Son dönemde gerek yargılamalar gerekse CHP lideri Kemal Kılıçdaroğlu’nun başlattığı “Adalet yürüyüşü” vesilesiyle bu konular yoğun olarak tartışılıyor. Biz, daha önce de müteaddit defalar açıkladığımız gibi, içindeki malzemenin kimlere gittiğinden bağımsız olarak “MİT Tırları Operasyonu”nun ihanet olduğunu, bununla ilgili haberler ve açıklamalarda Türkiye’yi savaş suçlusu durumuna düşürebilecek ifadelerin masumiyetten kaynaklanmadığını düşünüyoruz. Başta sözde büyük müttefik olmak üzere, coğrafyamızdaki terör örgütlerini, ağır silahlar dâhil, silahlandıranları görmeyip sınırımızda soydaş ve akrabalarımızın yaşadığı bir ülkeye yönelik politikamızı-yapılan hatalar hariç- eleştirenleri de kesinlikle tasvip edemeyiz. Buradaki duruşumuz açıktır. Bununla birlikte, adaletin layıkı veçhile tecellisi de hepimizin özen göstermesi gereken bir husustur. Mağduriyetlerin bir an önce giderilmesi de suçluların hak ettiği cezaya çarptırılması da adaletin gereğidir. Bu noktada rehberimiz, hukuk devleti ilkeleri olmak zorundadır. İdari açıdan ise devleti yönetenlerin özellikle yönetim makamlarına ve önemli görevlere atamalarda FETÖ tecrübesinden gereken dersleri çıkarmaları hayati önem taşır. Onun içindir ki, aynı zamanda Kur’an’ın da emri olan iki evrensel yönetim ilkesini sözde değil, özde benimsemek ve uygulamak zorundayız: Adalet ve liyakati yani emaneti ehline vermek.

Hamiş: Ülkemiz ve İslam dünyası, yine terör ve savaşların gölgesinde bir bayramı idrak edecek.
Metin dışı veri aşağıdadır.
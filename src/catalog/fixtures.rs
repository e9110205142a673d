//! Catalog Fixtures
//!
//! YAML shapes for the catalog file and their conversion into domain types.

use jiff::Timestamp;
use rust_decimal::{Decimal, prelude::ToPrimitive};
use rusty_money::{Money, iso};
use serde::Deserialize;

use crate::{
    catalog::CatalogError,
    chain::{Address, TransactionHash},
    orders::OrderStatus,
    pricing::Price,
    products::{Product, ProductId, Seller},
    reviews::Review,
    tags::TagSet,
    users::User,
};

/// Whole catalog file
#[derive(Debug, Deserialize)]
pub struct CatalogFixture {
    /// Marketplace users
    #[serde(default)]
    pub users: Vec<UserFixture>,

    /// Products, in display order
    pub products: Vec<ProductFixture>,

    /// Product reviews
    #[serde(default)]
    pub reviews: Vec<ReviewFixture>,

    /// Past orders
    #[serde(default)]
    pub orders: Vec<OrderFixture>,
}

/// User Fixture
#[derive(Debug, Deserialize)]
pub struct UserFixture {
    /// Wallet address
    pub address: Address,

    /// Display name
    pub name: String,

    /// Profile text
    #[serde(default)]
    pub bio: String,

    /// Avatar reference
    #[serde(default)]
    pub avatar: String,

    /// Rating in `[0, 5]`
    pub rating: f64,

    /// Whether the user lists products
    #[serde(default)]
    pub seller: bool,
}

impl TryFrom<UserFixture> for User {
    type Error = CatalogError;

    fn try_from(fixture: UserFixture) -> Result<Self, Self::Error> {
        check_rating(fixture.address.as_str(), fixture.rating)?;

        Ok(User {
            address: fixture.address,
            name: fixture.name,
            bio: fixture.bio,
            avatar: fixture.avatar,
            rating: fixture.rating,
            is_seller: fixture.seller,
        })
    }
}

/// Seller summary embedded in a product
#[derive(Debug, Deserialize)]
pub struct SellerFixture {
    /// Seller wallet address
    pub address: Address,

    /// Seller display name
    pub name: String,

    /// Seller rating
    pub rating: f64,
}

/// Product Fixture
#[derive(Debug, Deserialize)]
pub struct ProductFixture {
    /// Product id (e.g., "prod-001")
    pub id: String,

    /// Product name
    pub name: String,

    /// Product description
    #[serde(default)]
    pub description: String,

    /// Product price (e.g., "120.05 USD")
    pub price: String,

    /// Image references
    #[serde(default)]
    pub images: Vec<String>,

    /// Seller summary
    pub seller: SellerFixture,

    /// Product category
    pub category: String,

    /// Product tags
    #[serde(default)]
    pub tags: Vec<String>,

    /// Units in stock
    pub stock: u32,

    /// Listing timestamp (RFC 3339)
    pub created_at: Timestamp,
}

impl TryFrom<ProductFixture> for Product {
    type Error = CatalogError;

    fn try_from(fixture: ProductFixture) -> Result<Self, Self::Error> {
        let price = parse_price(&fixture.price)?;

        if fixture.images.is_empty() {
            return Err(CatalogError::MissingImages(fixture.id));
        }

        check_rating(&fixture.id, fixture.seller.rating)?;

        Ok(Product {
            id: ProductId::new(fixture.id),
            name: fixture.name,
            description: fixture.description,
            price,
            images: fixture.images,
            seller: Seller {
                address: fixture.seller.address,
                name: fixture.seller.name,
                rating: fixture.seller.rating,
            },
            category: fixture.category,
            tags: fixture.tags.into_iter().collect::<TagSet>(),
            stock: fixture.stock,
            created_at: fixture.created_at,
        })
    }
}

/// Review Fixture
#[derive(Debug, Deserialize)]
pub struct ReviewFixture {
    /// Review id
    pub id: String,

    /// Reviewed product id
    pub product: String,

    /// Reviewer address
    pub reviewer: Address,

    /// Star rating, `1..=5`
    pub rating: u8,

    /// Review text
    #[serde(default)]
    pub comment: String,

    /// When the review was written
    pub created_at: Timestamp,
}

impl TryFrom<ReviewFixture> for Review {
    type Error = CatalogError;

    fn try_from(fixture: ReviewFixture) -> Result<Self, Self::Error> {
        if !(1..=5).contains(&fixture.rating) {
            return Err(CatalogError::InvalidRating(
                fixture.id,
                f64::from(fixture.rating),
            ));
        }

        Ok(Review {
            id: fixture.id,
            product: ProductId::new(fixture.product),
            reviewer: fixture.reviewer,
            rating: fixture.rating,
            comment: fixture.comment,
            created_at: fixture.created_at,
        })
    }
}

/// Order line in a fixture, referencing a product by id
#[derive(Debug, Deserialize)]
pub struct OrderLineFixture {
    /// Product id
    pub product: String,

    /// Units bought
    pub quantity: u32,
}

/// Order Fixture
///
/// Lines reference products, so conversion happens in the catalog once products are loaded.
#[derive(Debug, Deserialize)]
pub struct OrderFixture {
    /// Order id
    pub id: String,

    /// Buyer address
    pub buyer: Address,

    /// Purchased lines
    pub items: Vec<OrderLineFixture>,

    /// Amount paid (e.g., "195.97 USD")
    pub total: String,

    /// Fulfilment status
    pub status: OrderStatus,

    /// Order placement transaction
    pub tx_hash: TransactionHash,

    /// When the order was placed
    pub created_at: Timestamp,

    /// Last status change
    pub updated_at: Timestamp,
}

/// Parse a price string (e.g., "120.05 USD") into money in that currency.
///
/// The amount may carry at most as many fractional digits as the currency has minor units.
///
/// # Errors
///
/// Returns an error if the string is not in the format "AMOUNT CURRENCY", if the amount is
/// negative or too precise for the currency, or if the currency code is not recognized.
pub fn parse_price(s: &str) -> Result<Price, CatalogError> {
    let mut parts = s.split_whitespace();

    let (Some(amount), Some(code), None) = (parts.next(), parts.next(), parts.next()) else {
        return Err(CatalogError::InvalidPrice(format!(
            "Expected format 'AMOUNT CURRENCY', got: {s}"
        )));
    };

    let currency =
        iso::find(code).ok_or_else(|| CatalogError::UnknownCurrency(code.to_string()))?;

    let amount = amount
        .parse::<Decimal>()
        .map_err(|_err| CatalogError::InvalidPrice(s.to_string()))?
        .normalize();

    if amount.is_sign_negative() || amount.scale() > currency.exponent {
        return Err(CatalogError::InvalidPrice(s.to_string()));
    }

    let minor_units = amount
        .checked_mul(Decimal::from(10_i64.pow(currency.exponent)))
        .and_then(|value| value.to_i64())
        .ok_or_else(|| CatalogError::InvalidPrice(s.to_string()))?;

    Ok(Money::from_minor(minor_units, currency))
}

fn check_rating(owner: &str, rating: f64) -> Result<(), CatalogError> {
    if (0.0..=5.0).contains(&rating) {
        Ok(())
    } else {
        Err(CatalogError::InvalidRating(owner.to_string(), rating))
    }
}

#[cfg(test)]
mod tests {
    use rusty_money::iso::{GBP, JPY, USD};
    use testresult::TestResult;

    use super::*;

    #[test]
    fn parse_price_uses_currency_exponent() -> TestResult {
        assert_eq!(parse_price("120.05 USD")?, Money::from_minor(12_005, USD));
        assert_eq!(parse_price("240 USD")?, Money::from_minor(24_000, USD));
        assert_eq!(parse_price("1500 JPY")?, Money::from_minor(1_500, JPY));
        assert_eq!(parse_price("2.50 GBP")?, Money::from_minor(250, GBP));

        Ok(())
    }

    #[test]
    fn parse_price_rejects_invalid_format() {
        assert!(matches!(
            parse_price("120.05USD"),
            Err(CatalogError::InvalidPrice(_))
        ));
        assert!(matches!(
            parse_price("1 USD extra"),
            Err(CatalogError::InvalidPrice(_))
        ));
    }

    #[test]
    fn parse_price_rejects_unknown_currency() {
        let result = parse_price("2.99 ABC");

        assert!(matches!(result, Err(CatalogError::UnknownCurrency(code)) if code == "ABC"));
    }

    #[test]
    fn parse_price_rejects_negative_and_sub_minor_amounts() {
        assert!(matches!(
            parse_price("-1.00 USD"),
            Err(CatalogError::InvalidPrice(_))
        ));
        assert!(matches!(
            parse_price("1.005 USD"),
            Err(CatalogError::InvalidPrice(_))
        ));
    }

    #[test]
    fn product_fixture_requires_an_image() -> TestResult {
        let fixture: ProductFixture = serde_norway::from_str(
            r#"
id: prod-x
name: Bare
price: 1 USD
seller: { address: "0x1", name: S, rating: 4 }
category: Misc
stock: 1
created_at: "2024-01-01T00:00:00Z"
"#,
        )?;

        let result = Product::try_from(fixture);

        assert!(matches!(result, Err(CatalogError::MissingImages(id)) if id == "prod-x"));

        Ok(())
    }

    #[test]
    fn review_fixture_rating_must_be_one_to_five() -> TestResult {
        let fixture: ReviewFixture = serde_norway::from_str(
            r#"
id: rev-x
product: prod-001
reviewer: "0x1"
rating: 0
created_at: "2024-01-01T00:00:00Z"
"#,
        )?;

        assert!(matches!(
            Review::try_from(fixture),
            Err(CatalogError::InvalidRating(id, _)) if id == "rev-x"
        ));

        Ok(())
    }
}
//! Reviews

use jiff::Timestamp;

use crate::{chain::Address, products::ProductId};

/// Product review.
#[derive(Debug, Clone, PartialEq, Eq)]
pub struct Review {
    /// Review identifier
    pub id: String,

    /// Reviewed product
    pub product: ProductId,

    /// Reviewer wallet address
    pub reviewer: Address,

    /// Star rating, `1..=5`
    pub rating: u8,

    /// Review text
    pub comment: String,

    /// When the review was written
    pub created_at: Timestamp,
}

/// Mean rating of `reviews`, or zero when there are none.
pub fn average_rating<'a>(reviews: impl IntoIterator<Item = &'a Review>) -> f64 {
    let (sum, count) = reviews
        .into_iter()
        .fold((0_u32, 0_u32), |(sum, count), review| {
            (sum + u32::from(review.rating), count + 1)
        });

    if count == 0 {
        return 0.0;
    }

    f64::from(sum) / f64::from(count)
}

#[cfg(test)]
mod tests {
    use super::*;

    fn review(rating: u8) -> Review {
        Review {
            id: format!("rev-{rating}"),
            product: ProductId::new("prod-001"),
            reviewer: Address::new("0x4567"),
            rating,
            comment: String::new(),
            created_at: Timestamp::UNIX_EPOCH,
        }
    }

    #[test]
    fn average_of_no_reviews_is_zero() {
        assert!(average_rating(&[]).abs() < f64::EPSILON);
    }

    #[test]
    fn average_of_ratings() {
        let reviews = [review(5), review(4)];

        assert!((average_rating(&reviews) - 4.5).abs() < f64::EPSILON);
    }
}
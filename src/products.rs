//! Products

use std::{borrow::Borrow, fmt};

use jiff::Timestamp;
use slotmap::new_key_type;

use crate::{chain::Address, pricing::Price, tags::TagSet};

new_key_type! {
    /// Product Key
    pub struct ProductKey;
}

/// Catalog product identifier, e.g. `prod-001`.
#[derive(Debug, Clone, PartialEq, Eq, Hash, PartialOrd, Ord)]
pub struct ProductId(String);

impl ProductId {
    /// Wrap an identifier string.
    pub fn new(id: impl Into<String>) -> Self {
        Self(id.into())
    }

    /// The identifier text.
    pub fn as_str(&self) -> &str {
        &self.0
    }
}

impl Borrow<str> for ProductId {
    fn borrow(&self) -> &str {
        &self.0
    }
}

impl fmt::Display for ProductId {
    fn fmt(&self, f: &mut fmt::Formatter<'_>) -> fmt::Result {
        f.write_str(&self.0)
    }
}

impl From<&str> for ProductId {
    fn from(value: &str) -> Self {
        Self::new(value)
    }
}

/// Seller summary shown alongside a product.
#[derive(Debug, Clone, PartialEq)]
pub struct Seller {
    /// Seller wallet address
    pub address: Address,

    /// Seller display name
    pub name: String,

    /// Seller rating in `[0, 5]`
    pub rating: f64,
}

/// Product
#[derive(Debug, Clone, PartialEq)]
pub struct Product {
    /// Product identifier
    pub id: ProductId,

    /// Product name
    pub name: String,

    /// Product description
    pub description: String,

    /// Product price
    pub price: Price,

    /// Image references, the first one is the primary image
    pub images: Vec<String>,

    /// Seller summary
    pub seller: Seller,

    /// Product category
    pub category: String,

    /// Product tags
    pub tags: TagSet,

    /// Units available; zero means the product cannot be bought
    pub stock: u32,

    /// When the product was listed
    pub created_at: Timestamp,
}

impl Product {
    /// Create a product with the given id, name and price.
    ///
    /// Remaining fields start empty, with one unit in stock and an anonymous seller.
    pub fn new(id: impl Into<String>, name: impl Into<String>, price: Price) -> Self {
        Self {
            id: ProductId::new(id),
            name: name.into(),
            description: String::new(),
            price,
            images: Vec::new(),
            seller: Seller {
                address: Address::new(""),
                name: String::new(),
                rating: 0.0,
            },
            category: String::new(),
            tags: TagSet::default(),
            stock: 1,
            created_at: Timestamp::UNIX_EPOCH,
        }
    }

    /// Set the description.
    #[must_use]
    pub fn with_description(mut self, description: impl Into<String>) -> Self {
        self.description = description.into();
        self
    }

    /// Set the category.
    #[must_use]
    pub fn with_category(mut self, category: impl Into<String>) -> Self {
        self.category = category.into();
        self
    }

    /// Set the tags.
    #[must_use]
    pub fn with_tags(mut self, tags: TagSet) -> Self {
        self.tags = tags;
        self
    }

    /// Set the stock count.
    #[must_use]
    pub fn with_stock(mut self, stock: u32) -> Self {
        self.stock = stock;
        self
    }

    /// Set the seller summary.
    #[must_use]
    pub fn with_seller(mut self, seller: Seller) -> Self {
        self.seller = seller;
        self
    }

    /// Set the listing timestamp.
    #[must_use]
    pub fn with_created_at(mut self, created_at: Timestamp) -> Self {
        self.created_at = created_at;
        self
    }

    /// Set the image references.
    #[must_use]
    pub fn with_images(mut self, images: Vec<String>) -> Self {
        self.images = images;
        self
    }

    /// Whether the product can be added to a cart.
    pub fn is_purchasable(&self) -> bool {
        self.stock > 0
    }

    /// The primary image, if any.
    pub fn primary_image(&self) -> Option<&str> {
        self.images.first().map(String::as_str)
    }

    /// Whether name, description, category or any tag contains `needle`, ignoring case.
    ///
    /// `needle` must already be lowercase.
    pub fn matches_lowercase(&self, needle: &str) -> bool {
        self.name.to_lowercase().contains(needle)
            || self.description.to_lowercase().contains(needle)
            || self.category.to_lowercase().contains(needle)
            || self.tags.any_contains_lowercase(needle)
    }
}
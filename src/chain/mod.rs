//! Chain
//!
//! Identifiers and contract boundaries used by checkout. The payment token and the marketplace
//! are external contracts; implementations submit a transaction and resolve once it is mined.

use std::fmt;

use async_trait::async_trait;
use mockall::automock;
use serde::Deserialize;
use thiserror::Error;

use crate::amounts::ScaledAmount;

pub mod simulated;

/// An account or contract address, kept as the provider formats it.
#[derive(Debug, Clone, PartialEq, Eq, Hash, PartialOrd, Ord, Deserialize)]
#[serde(transparent)]
pub struct Address(String);

impl Address {
    /// Wrap an address string.
    pub fn new(address: impl Into<String>) -> Self {
        Self(address.into())
    }

    /// The address text.
    pub fn as_str(&self) -> &str {
        &self.0
    }

    /// Compare against another address ignoring hex letter case.
    pub fn matches(&self, other: &str) -> bool {
        self.0.eq_ignore_ascii_case(other)
    }

    /// Shortened form for display, e.g. `0x1234...7890`.
    ///
    /// Addresses of ten characters or fewer are returned unchanged.
    pub fn short(&self) -> String {
        let chars: Vec<char> = self.0.chars().collect();

        if chars.len() <= 10 {
            return self.0.clone();
        }

        let head: String = chars.iter().take(6).collect();
        let tail: String = chars.iter().skip(chars.len() - 4).collect();

        format!("{head}...{tail}")
    }
}

impl fmt::Display for Address {
    fn fmt(&self, f: &mut fmt::Formatter<'_>) -> fmt::Result {
        f.write_str(&self.0)
    }
}

impl From<&str> for Address {
    fn from(value: &str) -> Self {
        Self::new(value)
    }
}

/// Hex chain identifier reported by the wallet (e.g. `0xaa36a7`).
#[derive(Debug, Clone, PartialEq, Eq, Hash)]
pub struct ChainId(String);

impl ChainId {
    /// Wrap a chain id string.
    pub fn new(chain_id: impl Into<String>) -> Self {
        Self(chain_id.into())
    }

    /// The chain id text.
    pub fn as_str(&self) -> &str {
        &self.0
    }
}

impl fmt::Display for ChainId {
    fn fmt(&self, f: &mut fmt::Formatter<'_>) -> fmt::Result {
        f.write_str(&self.0)
    }
}

/// Transaction hash.
#[derive(Debug, Clone, PartialEq, Eq, Hash, Deserialize)]
#[serde(transparent)]
pub struct TransactionHash(String);

impl TransactionHash {
    /// Wrap a transaction hash string.
    pub fn new(hash: impl Into<String>) -> Self {
        Self(hash.into())
    }

    /// The hash text.
    pub fn as_str(&self) -> &str {
        &self.0
    }
}

impl fmt::Display for TransactionHash {
    fn fmt(&self, f: &mut fmt::Formatter<'_>) -> fmt::Result {
        f.write_str(&self.0)
    }
}

/// Confirmation of a mined transaction.
#[derive(Debug, Clone, PartialEq, Eq)]
pub struct TransactionReceipt {
    /// Hash of the confirmed transaction.
    pub transaction_hash: TransactionHash,

    /// Block the transaction was included in.
    pub block_number: u64,
}

/// Contract call failures.
#[derive(Debug, Clone, Error, PartialEq, Eq)]
pub enum ContractError {
    /// The user declined to sign the transaction.
    #[error("transaction rejected by user")]
    Rejected,

    /// The transaction was mined but reverted.
    #[error("transaction reverted: {0}")]
    Reverted(String),

    /// The transaction could not be submitted or confirmed.
    #[error("network error: {0}")]
    Network(String),
}

/// The stablecoin used for payment.
#[automock]
#[async_trait]
pub trait PaymentToken: Send + Sync {
    /// Allow `spender` to transfer up to `amount` from the connected account.
    ///
    /// Resolves once the approval transaction is confirmed.
    async fn approve(
        &self,
        spender: &Address,
        amount: ScaledAmount,
    ) -> Result<TransactionReceipt, ContractError>;
}

/// The marketplace contract that takes payment and records orders.
#[automock]
#[async_trait]
pub trait Marketplace: Send + Sync {
    /// Place an order for `amount`, carrying free-text shipping details.
    ///
    /// Resolves once the order transaction is confirmed.
    async fn place_order(
        &self,
        shipping_details: &str,
        amount: ScaledAmount,
    ) -> Result<TransactionReceipt, ContractError>;
}
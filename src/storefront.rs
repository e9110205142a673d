//! Storefront
//!
//! Application context tying the catalog, the session cart, the wallet session and checkout
//! together. Built once at start up and torn down with [`Storefront::shutdown`].

use std::sync::Arc;

use tracing::debug;

use crate::{
    cart::{Cart, CartError, CartUpdate, SharedCart},
    catalog::Catalog,
    chain::{Marketplace, PaymentToken, TransactionHash, simulated::SimulatedChain},
    checkout::{CheckoutError, CheckoutSettings, CheckoutWorkflow, OrderQuote, ShippingAddress},
    wallet::{WalletProvider, WalletSession},
};

/// Storefront
#[derive(Debug)]
pub struct Storefront {
    /// Product catalog
    pub catalog: Catalog,

    /// Session cart
    pub cart: SharedCart,

    /// Wallet connection
    pub wallet: WalletSession,

    /// Checkout state
    pub checkout: CheckoutWorkflow,
}

impl Storefront {
    /// Assemble a storefront with an empty cart and subscribe to wallet notifications.
    pub fn new(catalog: Catalog, mut wallet: WalletSession, checkout: CheckoutWorkflow) -> Self {
        let cart = Cart::new(catalog.currency()).shared();

        wallet.subscribe();

        Self {
            catalog,
            cart,
            wallet,
            checkout,
        }
    }

    /// Storefront where the wallet, token and marketplace are all backed by `chain`.
    pub fn simulated(
        catalog: Catalog,
        chain: Arc<SimulatedChain>,
        settings: CheckoutSettings,
    ) -> Self {
        let provider: Arc<dyn WalletProvider> = chain.clone();
        let token: Arc<dyn PaymentToken> = chain.clone();
        let marketplace: Arc<dyn Marketplace> = chain;

        let wallet = WalletSession::new(provider);
        let checkout = CheckoutWorkflow::new(token, marketplace, settings);

        Self::new(catalog, wallet, checkout)
    }

    /// Add a catalog product to the cart. Returns `None` if no product has that id.
    ///
    /// # Errors
    ///
    /// Returns a [`CartError`] if the product cannot be added to the cart.
    pub async fn add_to_cart(
        &self,
        product_id: &str,
        quantity: u32,
    ) -> Result<Option<CartUpdate>, CartError> {
        let Some(product) = self.catalog.product(product_id) else {
            debug!(product = product_id, "unknown product");

            return Ok(None);
        };

        self.cart
            .lock()
            .await
            .add_to_cart(product, quantity)
            .map(Some)
    }

    /// Set a cart line's quantity.
    pub async fn update_quantity(&self, product_id: &str, quantity: i64) -> CartUpdate {
        self.cart.lock().await.update_quantity(product_id, quantity)
    }

    /// Remove a cart line.
    pub async fn remove_from_cart(&self, product_id: &str) -> bool {
        self.cart.lock().await.remove_from_cart(product_id)
    }

    /// Units in the cart, for the header badge.
    pub async fn cart_count(&self) -> u64 {
        self.cart.lock().await.cart_count()
    }

    /// Price the current cart with the service fee.
    ///
    /// # Errors
    ///
    /// See [`CheckoutWorkflow::quote`].
    pub async fn quote(&self) -> Result<OrderQuote, CheckoutError> {
        let cart = self.cart.lock().await;

        self.checkout.quote(&cart)
    }

    /// Apply pending wallet notifications, then check out with the connected account.
    ///
    /// # Errors
    ///
    /// See [`CheckoutWorkflow::submit`].
    pub async fn checkout(
        &mut self,
        shipping: &ShippingAddress,
    ) -> Result<TransactionHash, CheckoutError> {
        self.wallet.sync().await;

        self.checkout
            .submit(self.wallet.account(), &self.cart, shipping)
            .await
    }

    /// Stop listening to the wallet and cancel any scheduled cart clear.
    pub fn shutdown(mut self) {
        self.wallet.unsubscribe();
        self.checkout.reset();

        debug!("storefront shut down");
    }
}
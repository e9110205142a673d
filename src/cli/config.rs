//! CLI Configuration

use std::{path::PathBuf, time::Duration};

use bazaar::{
    amounts::{ScaledAmount, TOKEN_DECIMALS},
    catalog::{Catalog, CatalogError},
    chain::{Address, ChainId, simulated::SimulatedChain},
    checkout::CheckoutSettings,
};
use clap::Args;
use rust_decimal::Decimal;
use rusty_money::Money;

/// Log output format.
#[derive(Clone, Copy, Debug, clap::ValueEnum)]
pub(crate) enum LogFormat {
    /// Compact, human-readable logs.
    Compact,

    /// Structured JSON logs.
    Json,
}

/// Logging settings.
#[derive(Debug, Args)]
pub(crate) struct LoggingConfig {
    /// Log level or filter directives (trace, debug, info, warn, error)
    #[arg(long, env = "RUST_LOG", default_value = "info", global = true)]
    pub(crate) log_level: String,

    /// Log format (compact, json)
    #[arg(long, env = "LOG_FORMAT", value_enum, default_value_t = LogFormat::Compact, global = true)]
    pub(crate) log_format: LogFormat,
}

/// Catalog source.
#[derive(Debug, Args)]
pub(crate) struct CatalogConfig {
    /// Catalog YAML file; the bundled demo catalog is used when omitted
    #[arg(long, env = "BAZAAR_CATALOG", global = true)]
    pub(crate) catalog: Option<PathBuf>,
}

impl CatalogConfig {
    pub(crate) fn load(&self) -> Result<Catalog, CatalogError> {
        match &self.catalog {
            Some(path) => Catalog::from_path(path),
            None => Catalog::demo(),
        }
    }
}

/// Simulated wallet and contracts.
#[derive(Debug, Args)]
pub(crate) struct ChainConfig {
    /// Wallet account used for checkout
    #[arg(
        long,
        env = "BAZAAR_ACCOUNT",
        default_value = "0x4567890123456789012345678901234567890123"
    )]
    pub(crate) account: String,

    /// Chain id reported by the wallet
    #[arg(long, env = "BAZAAR_CHAIN_ID", default_value = "0xaa36a7")]
    pub(crate) chain_id: String,

    /// Marketplace contract address
    #[arg(
        long,
        env = "BAZAAR_MARKETPLACE_CONTRACT",
        default_value = "0x9f8F72aA9304c8B593d555F12eF6589cC3A579A2"
    )]
    pub(crate) marketplace_contract: String,

    /// Native balance of the account in wei
    #[arg(long, env = "BAZAAR_WEI_BALANCE", default_value_t = 1_000_000_000_000_000_000)]
    pub(crate) wei_balance: u128,

    /// Payment token balance of the account, in whole tokens
    #[arg(long, env = "BAZAAR_TOKEN_BALANCE", default_value_t = 1_000)]
    pub(crate) token_balance: u128,

    /// Decline the first signing request
    #[arg(long, default_value_t = false)]
    pub(crate) reject: bool,
}

impl ChainConfig {
    pub(crate) async fn build(&self, token_decimals: u32) -> SimulatedChain {
        let chain = SimulatedChain::new(
            Address::new(self.account.as_str()),
            ChainId::new(self.chain_id.as_str()),
            Address::new(self.marketplace_contract.as_str()),
            self.wei_balance,
            ScaledAmount::from_units(self.token_balance, token_decimals),
        );

        if self.reject {
            chain.reject_next_request().await;
        }

        chain
    }
}

/// Checkout pricing and timing.
#[derive(Debug, Args)]
pub(crate) struct CheckoutConfig {
    /// Service fee added to every order, in the catalog currency
    #[arg(long, env = "BAZAAR_SERVICE_FEE", default_value = "2.50")]
    pub(crate) service_fee: Decimal,

    /// Delay before the cart is emptied after a successful order, in milliseconds
    #[arg(long, env = "BAZAAR_CLEAR_DELAY_MS", default_value_t = 3_000)]
    pub(crate) clear_delay_ms: u64,

    /// Decimals of the payment token
    #[arg(long, env = "BAZAAR_TOKEN_DECIMALS", default_value_t = TOKEN_DECIMALS)]
    pub(crate) token_decimals: u32,
}

impl CheckoutConfig {
    pub(crate) fn settings(&self, catalog: &Catalog, marketplace: Address) -> CheckoutSettings {
        CheckoutSettings::new(catalog.currency(), marketplace)
            .with_service_fee(Money::from_decimal(self.service_fee, catalog.currency()))
            .with_token_decimals(self.token_decimals)
            .with_clear_delay(Duration::from_millis(self.clear_delay_ms))
    }
}
//! Orders

use std::fmt;

use jiff::Timestamp;
use serde::Deserialize;

use crate::{
    cart::CartItem,
    chain::{Address, TransactionHash},
    pricing::Price,
};

/// Order fulfilment status.
#[derive(Debug, Clone, Copy, PartialEq, Eq, Hash, Deserialize)]
#[serde(rename_all = "lowercase")]
pub enum OrderStatus {
    /// Paid, not yet handled by the seller
    Pending,

    /// Being prepared
    Processing,

    /// Handed to the carrier
    Shipped,

    /// Received by the buyer
    Delivered,

    /// Cancelled before delivery
    Cancelled,
}

impl fmt::Display for OrderStatus {
    fn fmt(&self, f: &mut fmt::Formatter<'_>) -> fmt::Result {
        f.write_str(match self {
            Self::Pending => "pending",
            Self::Processing => "processing",
            Self::Shipped => "shipped",
            Self::Delivered => "delivered",
            Self::Cancelled => "cancelled",
        })
    }
}

/// A past purchase.
#[derive(Debug, Clone, PartialEq)]
pub struct Order {
    /// Order identifier
    pub id: String,

    /// Buyer wallet address
    pub buyer: Address,

    /// Purchased lines, with product snapshots
    pub items: Vec<CartItem>,

    /// Amount paid
    pub total: Price,

    /// Fulfilment status
    pub status: OrderStatus,

    /// Order placement transaction
    pub transaction_hash: TransactionHash,

    /// When the order was placed
    pub created_at: Timestamp,

    /// Last status change
    pub updated_at: Timestamp,
}

impl Order {
    /// Total number of units across all lines.
    pub fn unit_count(&self) -> u64 {
        self.items.iter().map(|item| u64::from(item.quantity)).sum()
    }
}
Geçmişimiz bizim için bir ilham kaynağı olduğu kadar bir ibret kaynağıdır da. Yaşadıklarımızı doğru değerlendirip gerekli dersleri çıkararak barış ve huzur içinde nice bayramlara erişmeyi ümit ediyor; Türk milletinin, Türk dünyasının ve bilumum İslam âleminin bayramını kutluyorum.